I received the call last Friday that there was an opening in a clinical trial that I qualified for at Moffitt.  The clinical trial is a combination of LGX818 and MEK162.  These two drugs are so new they do not even have names yet (hence the three letter/three number identifiers).  The trial is in phase II which means they have found the tolerated maximum dosage in phase I.  This is my first clinical trial, and I'm learning just how extreme this experience is going to be -- especially after today.
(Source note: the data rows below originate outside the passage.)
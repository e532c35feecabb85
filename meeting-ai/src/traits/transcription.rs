//! Transcription provider trait.

use crate::types::transcription::Transcription;
use crate::Error;
use async_trait::async_trait;
use std::path::Path;

/// Abstraction for speech-to-text transcription services.
///
/// Implementations take a local audio file all the way to a finished transcript:
/// upload, job creation and waiting for completion all happen inside one call.
#[async_trait]
pub trait Provider: Send + Sync {
    /// Transcribe the audio file at `audio_path` with speaker diarization and
    /// automatic language detection.
    ///
    /// Speaker indices in the result are dense, zero-based and assigned in order of
    /// first appearance. They are only stable within a single call.
    async fn transcribe(&self, audio_path: &Path) -> Result<Transcription, Error>;
}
Today was my initial screening, which is required to start the clinical trial.  I started the day meeting with the trial coordinator to sign my consent forms to begin this craziness.  These clinical trials want to track everything about your health, so they scheduled me for a full day of tests, scans, and biopsies.  Talk about a fun day :/

Luckily my CT scans were recent enough that I got to skip repeating those, but I had blood work done in the morning, an ECG, a MUGA scan, a skin biopsy, and a needle biopsy to finish the day off.  The MUGA scan and ECG made sure my heart was healthy enough to be in the trial.  The samples of my skin and part of the tumors were needed for baseline study as well.  I couldn't be happier that this day of feeling like a lab rat is finally over.

As long as all my tests come back showing I'm healthy enough to begin the trial, I will go in on Monday, July 1st to receive my first doses of the drugs.  I'll have to spend the whole day at Moffitt in the Clinical Research Unit (CRU) after taking this initial dose of the drugs so the doctors can take blood samples every hour to see how my body is responding.  This first month I'll be spending at least one day a week at the CRU.  Each month is considered a cycle, and they say the first three cycles will be the most time consuming with appointments where they run all the tests to track how these drugs are working.

So, I'm going to do my best to keep everyone up to date as I go through this next phase in my treatment.  Unfortunately, the main side effects of these drugs are extreme sun sensitivity -- so I won't be able to be out in the sun for any extended amount of time. No beach days for me :(  But if that is the only side effect I have, I'll be very grateful!

After this emotional week, I'm excited to be going to Disney with my mom to have a weekend away before starting the treatment Monday.  I hope everyone has a great weekend!